*Assignment*:
Read the records and write them out again exactly.

(Beginning of Data provided)

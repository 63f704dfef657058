use std::str::FromStr;

use fractic_server_error::ServerError;

use crate::errors::InvalidAmount;

/// Non-negative monetary amount. Thousands separators are accepted.
#[derive(Debug, Clone, Copy, PartialEq)]
pub(crate) struct AmountModel(pub f64);
impl FromStr for AmountModel {
    type Err = ServerError;
    fn from_str(s: &str) -> Result<Self, Self::Err> {
        let raw = s.replace(",", "");
        let amount = raw
            .trim()
            .parse::<f64>()
            .map_err(|e| InvalidAmount::with_debug(s, &e))?;
        AmountModel::try_from(amount).map_err(|_| InvalidAmount::new(s))
    }
}

impl TryFrom<f64> for AmountModel {
    type Error = ();
    fn try_from(amount: f64) -> Result<Self, Self::Error> {
        if amount.is_finite() && amount >= 0.0 {
            Ok(AmountModel(amount))
        } else {
            Err(())
        }
    }
}

impl Into<f64> for AmountModel {
    fn into(self) -> f64 {
        self.0
    }
}
// Crate-internal.
// ---

pub(crate) mod data {
    pub(crate) mod datasources {
        pub(crate) mod json_file_datasource;
    }
    pub(crate) mod models {
        pub(crate) mod amount_model;
        pub(crate) mod expense_model;
        pub(crate) mod iso_date_model;
        pub(crate) mod month_model;
        pub(crate) mod task_model;
        pub(crate) mod task_status_model;
        pub(crate) mod timestamp_model;
    }
    pub(crate) mod repositories {
        pub(crate) mod records_repository_impl;
    }
}

pub(crate) mod domain {
    pub(crate) mod entities {
        pub(crate) mod clock;
        pub(crate) mod collection;
        pub(crate) mod expense;
        pub(crate) mod outcome;
        pub(crate) mod record;
        pub(crate) mod task;
    }
    pub(crate) mod logic {
        pub(crate) mod collection_impl;
        pub(crate) mod expense_impl;
        pub(crate) mod record_store;
        pub(crate) mod task_impl;
    }
    pub(crate) mod repositories {
        pub(crate) mod records_repository;
    }
    pub(crate) mod usecases {
        pub(crate) mod expense_usecase;
        pub(crate) mod task_usecase;
    }
}

pub(crate) mod presentation {
    pub(crate) mod expense_printer;
    pub(crate) mod task_printer;
    pub(crate) mod utils;
}

// Public exports.
// ---

#[doc(hidden)]
#[allow(unused_imports)]
pub mod exports {
    // This mod represents how clients see the library, and can differ from the
    // internal structure.
    //
    // The contents of this mod are re-exported in the root of the crate.

    pub mod entities {
        pub use crate::domain::entities::clock::*;
        pub use crate::domain::entities::collection::*;
        pub use crate::domain::entities::expense::*;
        pub use crate::domain::entities::outcome::*;
        pub use crate::domain::entities::record::*;
        pub use crate::domain::entities::task::*;
    }

    pub mod printers {
        pub use crate::presentation::expense_printer::*;
        pub use crate::presentation::task_printer::*;
    }
}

(End of Data provided)

*Reply*:
repository 63f704dfef657058
use std::str::FromStr;

use fractic_server_error::ServerError;

use crate::errors::InvalidAmount;

/// Non-negative monetary amount. Thousands separators are accepted.
#[derive(Debug, Clone, Copy, PartialEq)]
pub(crate) struct AmountModel(pub f64);
impl FromStr for AmountModel {
    type Err = ServerError;
    fn from_str(s: &str) -> Result<Self, Self::Err> {
        let raw = s.replace(",", "");
        let amount = raw
            .trim()
            .parse::<f64>()
            .map_err(|e| InvalidAmount::with_debug(s, &e))?;
        AmountModel::try_from(amount).map_err(|_| InvalidAmount::new(s))
    }
}

impl TryFrom<f64> for AmountModel {
    type Error = ();
    fn try_from(amount: f64) -> Result<Self, Self::Error> {
        if amount.is_finite() && amount >= 0.0 {
            Ok(AmountModel(amount))
        } else {
            Err(())
        }
    }
}

impl Into<f64> for AmountModel {
    fn into(self) -> f64 {
        self.0
    }
}
// Crate-internal.
// ---

pub(crate) mod data {
    pub(crate) mod datasources {
        pub(crate) mod json_file_datasource;
    }
    pub(crate) mod models {
        pub(crate) mod amount_model;
        pub(crate) mod expense_model;
        pub(crate) mod iso_date_model;
        pub(crate) mod month_model;
        pub(crate) mod task_model;
        pub(crate) mod task_status_model;
        pub(crate) mod timestamp_model;
    }
    pub(crate) mod repositories {
        pub(crate) mod records_repository_impl;
    }
}

pub(crate) mod domain {
    pub(crate) mod entities {
        pub(crate) mod clock;
        pub(crate) mod collection;
        pub(crate) mod expense;
        pub(crate) mod outcome;
        pub(crate) mod record;
        pub(crate) mod task;
    }
    pub(crate) mod logic {
        pub(crate) mod collection_impl;
        pub(crate) mod expense_impl;
        pub(crate) mod record_store;
        pub(crate) mod task_impl;
    }
    pub(crate) mod repositories {
        pub(crate) mod records_repository;
    }
    pub(crate) mod usecases {
        pub(crate) mod expense_usecase;
        pub(crate) mod task_usecase;
    }
}

pub(crate) mod presentation {
    pub(crate) mod expense_printer;
    pub(crate) mod task_printer;
    pub(crate) mod utils;
}

// Public exports.
// ---

#[doc(hidden)]
#[allow(unused_imports)]
pub mod exports {
    // This mod represents how clients see the library, and can differ from the
    // internal structure.
    //
    // The contents of this mod are re-exported in the root of the crate.

    pub mod entities {
        pub use crate::domain::entities::clock::*;
        pub use crate::domain::entities::collection::*;
        pub use crate::domain::entities::expense::*;
        pub use crate::domain::entities::outcome::*;
        pub use crate::domain::entities::record::*;
        pub use crate::domain::entities::task::*;
    }

    pub mod printers {
        pub use crate::presentation::expense_printer::*;
        pub use crate::presentation::task_printer::*;
    }
}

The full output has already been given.